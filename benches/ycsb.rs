//! YCSB-style macro-benchmarks for AeternusDB.
//!
//! Measures sustained throughput and latency distributions under
//! realistic mixed workloads inspired by the Yahoo Cloud Serving
//! Benchmark (YCSB).
//!
//! # Workloads
//!
//! | Name | Mix | Description |
//! |------|-----|-------------|
//! | **A** | 50% read, 50% update | Session store — heavy read/write |
//! | **B** | 95% read, 5% update | Photo tagging — read-mostly |
//! | **C** | 100% read | User profile cache — read-only |
//! | **D** | 95% read, 5% insert | Read-latest — status updates |
//! | **E** | 95% scan, 5% insert | Short ranges — threaded conversations |
//! | **F** | 50% read, 50% read-modify-write | User database — RMW |
//!
//! # Running
//!
//! ```bash
//! cargo bench --bench ycsb               # all workloads
//! cargo bench --bench ycsb -- "load"      # load phase only
//! cargo bench --bench ycsb -- "A"         # workload A only
//! ```

use criterion::{BatchSize, BenchmarkId, Criterion, criterion_group, criterion_main};

use ledgekv::{Db, DbConfig};
use rand::Rng;
use std::hint::black_box;
use tempfile::TempDir;

// ------------------------------------------------------------------------------------------------
// Constants
// ------------------------------------------------------------------------------------------------

/// Number of records loaded into the database before running workloads.
const RECORD_COUNT: u64 = 10_000;

/// Number of operations per workload run.
const OPS_PER_RUN: u64 = 5_000;

/// Value size in bytes.
const VALUE_SIZE: usize = 256;

/// Scan length for workload E.
const SCAN_LENGTH: u64 = 50;

// ------------------------------------------------------------------------------------------------
// Helpers
// ------------------------------------------------------------------------------------------------

fn make_key(i: u64) -> Vec<u8> {
    format!("user{i:012}").into_bytes()
}

fn make_value(rng: &mut impl Rng) -> Vec<u8> {
    let mut buf = vec![0u8; VALUE_SIZE];
    rng.fill(&mut buf[..]);
    // Ensure no zero bytes (value must not be empty and we avoid
    // accidental empty-looking payloads).
    for b in &mut buf {
        if *b == 0 {
            *b = 1;
        }
    }
    buf
}

/// Open a database with settings tuned for benchmarking.
fn open_bench_db(dir: &std::path::Path) -> Db {
    Db::open(
        dir,
        DbConfig {
            write_buffer_size: 256 * 1024, // 256 KiB — moderate buffer.
            thread_pool_size: 2,
            ..DbConfig::default()
        },
    )
    .expect("open")
}

/// Load phase: insert [`RECORD_COUNT`] sequential records.
///
/// **Scenario:** Writes 10,000 key-value pairs (256 B values) sequentially, simulating the
/// initial bulk-load of a dataset.
///
/// **What it measures:** Sustained sequential write throughput through the entire engine
/// pipeline — WAL append, memtable insertion, and background flushes triggered as the
/// write buffer fills up.
///
/// **Expected behaviour:** Millisecond range for the full load. Performance is dominated
/// by the number of flushes triggered by the 256 KiB write buffer.
fn load_database(db: &Db) {
    let mut rng = rand::rng();
    for i in 0..RECORD_COUNT {
        let key = make_key(i);
        let value = make_value(&mut rng);
        db.put(&key, &value).unwrap();
    }
}

// ------------------------------------------------------------------------------------------------
// Workloads
// ------------------------------------------------------------------------------------------------

/// Workload A — 50% read, 50% update.
///
/// **Real-world analogy:** Session store. A web server reads and updates session data
/// equally — e.g., checking user login state and refreshing session tokens.
///
/// **What it measures:** Performance under a balanced read/write mix with uniform random
/// key access. Updates overwrite existing keys, exercising the WAL, memtable, and any
/// background flushes triggered by accumulated writes.
///
/// **Expected behaviour:** Dominated by write cost. Latency should sit between the pure-
/// read (Workload C) and pure-write baselines. Variance may be higher than read-only
/// workloads due to occasional flush pauses.
fn run_workload_a(db: &Db) {
    let mut rng = rand::rng();
    for _ in 0..OPS_PER_RUN {
        let key_id = rng.random_range(0..RECORD_COUNT);
        let key = make_key(key_id);

        if rng.random_bool(0.5) {
            // Read.
            let _ = black_box(db.get(&key).unwrap());
        } else {
            // Update.
            let value = make_value(&mut rng);
            db.put(&key, &value).unwrap();
        }
    }
}

/// Workload B — 95% read, 5% update.
///
/// **Real-world analogy:** Photo tagging or social-media metadata. The vast majority of
/// accesses are reads (viewing tags/likes), with occasional writes (adding a tag).
///
/// **What it measures:** Read-dominated throughput with light write pressure. Verifies
/// that infrequent writes do not disproportionately affect read latency.
///
/// **Expected behaviour:** Close to Workload C (pure read), with a small overhead from
/// the 5% writes. If a flush happens to coincide with a measured iteration, a latency
/// spike may appear.
fn run_workload_b(db: &Db) {
    let mut rng = rand::rng();
    for _ in 0..OPS_PER_RUN {
        let key_id = rng.random_range(0..RECORD_COUNT);
        let key = make_key(key_id);

        if rng.random_bool(0.95) {
            let _ = black_box(db.get(&key).unwrap());
        } else {
            let value = make_value(&mut rng);
            db.put(&key, &value).unwrap();
        }
    }
}

/// Workload C — 100% read.
///
/// **Real-world analogy:** User profile cache. A CDN or application reads user profile
/// data from the database with no modifications during the measured window.
///
/// **What it measures:** Peak read throughput with zero write contention. This is the
/// theoretical ceiling for point-read performance.
///
/// **Expected behaviour:** The fastest of all workloads. Latency is determined entirely
/// by how many keys reside in the memtable vs. SSTables.
fn run_workload_c(db: &Db) {
    let mut rng = rand::rng();
    for _ in 0..OPS_PER_RUN {
        let key_id = rng.random_range(0..RECORD_COUNT);
        let key = make_key(key_id);
        let _ = black_box(db.get(&key).unwrap());
    }
}

/// Workload D — 95% read, 5% insert (append-only new keys).
///
/// **Real-world analogy:** Status/timeline feed. Most operations read recent posts, while
/// a small fraction inserts new posts. New keys are appended beyond the initial range.
///
/// **What it measures:** The engine's ability to handle a growing keyspace. Unlike
/// Workload B (which updates existing keys), the 5% inserts create new keys that extend
/// the key range, potentially affecting bloom filters and SSTable boundaries.
///
/// **Expected behaviour:** Similar to Workload B, but with slightly higher write cost
/// because inserts create new entries rather than overwriting. The growing keyspace may
/// lead to marginally slower reads over time as bloom filters become less effective.
fn run_workload_d(db: &Db, insert_base: &mut u64) {
    let mut rng = rand::rng();
    for _ in 0..OPS_PER_RUN {
        if rng.random_bool(0.95) {
            let key_id = rng.random_range(0..RECORD_COUNT + *insert_base);
            let key = make_key(key_id);
            let _ = black_box(db.get(&key).unwrap());
        } else {
            let key = make_key(RECORD_COUNT + *insert_base);
            let value = make_value(&mut rng);
            db.put(&key, &value).unwrap();
            *insert_base += 1;
        }
    }
}

/// Workload E — 95% scan (short range), 5% insert.
///
/// **Real-world analogy:** Threaded conversations or messaging. Reading a thread requires
/// scanning a range of messages ([`SCAN_LENGTH`] = 50 keys), while posting adds new
/// entries.
///
/// **What it measures:** Short-range scan throughput under light write pressure. Each scan
/// reads 50 consecutive keys, exercising ordered iteration and merge logic across
/// memtable and SSTables.
///
/// **Expected behaviour:** Significantly slower per-operation than point-read workloads
/// because each scan touches 50 keys. The scan cost dominates; the 5% inserts add
/// minimal overhead. Cross-SSTable merging may add latency variation.
fn run_workload_e(db: &Db, insert_base: &mut u64) {
    let mut rng = rand::rng();
    for _ in 0..OPS_PER_RUN {
        if rng.random_bool(0.95) {
            let start_id = rng.random_range(0..RECORD_COUNT.saturating_sub(SCAN_LENGTH));
            let start = make_key(start_id);
            let end = make_key(start_id + SCAN_LENGTH);
            let _ = black_box(db.scan(&start, &end).unwrap());
        } else {
            let key = make_key(RECORD_COUNT + *insert_base);
            let value = make_value(&mut rng);
            db.put(&key, &value).unwrap();
            *insert_base += 1;
        }
    }
}

/// Workload F — 50% read, 50% read-modify-write (RMW).
///
/// **Real-world analogy:** User database with counters. Half the operations read a user
/// record; the other half read a record, modify it (e.g., increment a counter), and
/// write it back.
///
/// **What it measures:** Read-modify-write (RMW) pattern cost. Each RMW operation
/// performs a `get` followed by a `put` — effectively two operations per logical unit.
///
/// **Expected behaviour:** Slower than Workload A because the 50% RMW operations are
/// each more expensive than a simple update (they include a read). Total operation count
/// is effectively 1.5× that of Workload A (5,000 operations where half require 2 engine
/// calls).
fn run_workload_f(db: &Db) {
    let mut rng = rand::rng();
    for _ in 0..OPS_PER_RUN {
        let key_id = rng.random_range(0..RECORD_COUNT);
        let key = make_key(key_id);

        if rng.random_bool(0.5) {
            // Pure read.
            let _ = black_box(db.get(&key).unwrap());
        } else {
            // Read-modify-write: read existing, then overwrite.
            let _ = db.get(&key).unwrap();
            let value = make_value(&mut rng);
            db.put(&key, &value).unwrap();
        }
    }
}

// ================================================================================================
// Criterion benchmark functions
// ================================================================================================

/// Criterion registration for the load phase.
///
/// Measures the time to insert [`RECORD_COUNT`] records into a fresh database.
/// Sample size is reduced to 10 because each iteration creates and fills an entire
/// database from scratch.
fn bench_load(c: &mut Criterion) {
    let mut group = c.benchmark_group("ycsb/load");
    group.sample_size(10);
    group.bench_function(BenchmarkId::new("sequential", RECORD_COUNT), |b| {
        b.iter_batched(
            || {
                let dir = TempDir::new().unwrap();
                let db = open_bench_db(dir.path());
                (dir, db)
            },
            |(_dir, db)| {
                load_database(&db);
                db.close().unwrap();
            },
            BatchSize::PerIteration,
        );
    });
    group.finish();
}

/// Criterion registration for Workload A (50% read / 50% update).
fn bench_workload_a(c: &mut Criterion) {
    let mut group = c.benchmark_group("ycsb/workload");
    group.sample_size(10);
    group.bench_function("A_50read_50update", |b| {
        b.iter_batched(
            || {
                let dir = TempDir::new().unwrap();
                let db = open_bench_db(dir.path());
                load_database(&db);
                (dir, db)
            },
            |(_dir, db)| run_workload_a(&db),
            BatchSize::PerIteration,
        );
    });
    group.finish();
}

/// Criterion registration for Workload B (95% read / 5% update).
fn bench_workload_b(c: &mut Criterion) {
    let mut group = c.benchmark_group("ycsb/workload");
    group.sample_size(10);
    group.bench_function("B_95read_5update", |b| {
        b.iter_batched(
            || {
                let dir = TempDir::new().unwrap();
                let db = open_bench_db(dir.path());
                load_database(&db);
                (dir, db)
            },
            |(_dir, db)| run_workload_b(&db),
            BatchSize::PerIteration,
        );
    });
    group.finish();
}

/// Criterion registration for Workload C (100% read).
fn bench_workload_c(c: &mut Criterion) {
    let mut group = c.benchmark_group("ycsb/workload");
    group.sample_size(10);
    group.bench_function("C_100read", |b| {
        b.iter_batched(
            || {
                let dir = TempDir::new().unwrap();
                let db = open_bench_db(dir.path());
                load_database(&db);
                (dir, db)
            },
            |(_dir, db)| run_workload_c(&db),
            BatchSize::PerIteration,
        );
    });
    group.finish();
}

/// Criterion registration for Workload D (95% read / 5% insert).
fn bench_workload_d(c: &mut Criterion) {
    let mut group = c.benchmark_group("ycsb/workload");
    group.sample_size(10);
    group.bench_function("D_95read_5insert", |b| {
        b.iter_batched(
            || {
                let dir = TempDir::new().unwrap();
                let db = open_bench_db(dir.path());
                load_database(&db);
                let insert_base = 0u64;
                (dir, db, insert_base)
            },
            |(_dir, db, mut insert_base)| run_workload_d(&db, &mut insert_base),
            BatchSize::PerIteration,
        );
    });
    group.finish();
}

/// Criterion registration for Workload E (95% scan / 5% insert).
fn bench_workload_e(c: &mut Criterion) {
    let mut group = c.benchmark_group("ycsb/workload");
    group.sample_size(10);
    group.bench_function("E_95scan_5insert", |b| {
        b.iter_batched(
            || {
                let dir = TempDir::new().unwrap();
                let db = open_bench_db(dir.path());
                load_database(&db);
                let insert_base = 0u64;
                (dir, db, insert_base)
            },
            |(_dir, db, mut insert_base)| run_workload_e(&db, &mut insert_base),
            BatchSize::PerIteration,
        );
    });
    group.finish();
}

/// Criterion registration for Workload F (50% read / 50% RMW).
fn bench_workload_f(c: &mut Criterion) {
    let mut group = c.benchmark_group("ycsb/workload");
    group.sample_size(10);
    group.bench_function("F_50read_50rmw", |b| {
        b.iter_batched(
            || {
                let dir = TempDir::new().unwrap();
                let db = open_bench_db(dir.path());
                load_database(&db);
                (dir, db)
            },
            |(_dir, db)| run_workload_f(&db),
            BatchSize::PerIteration,
        );
    });
    group.finish();
}

// ================================================================================================
// Group registration
// ================================================================================================

criterion_group!(
    benches,
    bench_load,
    bench_workload_a,
    bench_workload_b,
    bench_workload_c,
    bench_workload_d,
    bench_workload_e,
    bench_workload_f,
);

criterion_main!(benches);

• Exercise
From the material above, please return each line containing "entries".

• Result
/// because inserts create new entries rather than overwriting. The growing keyspace may
/// entries.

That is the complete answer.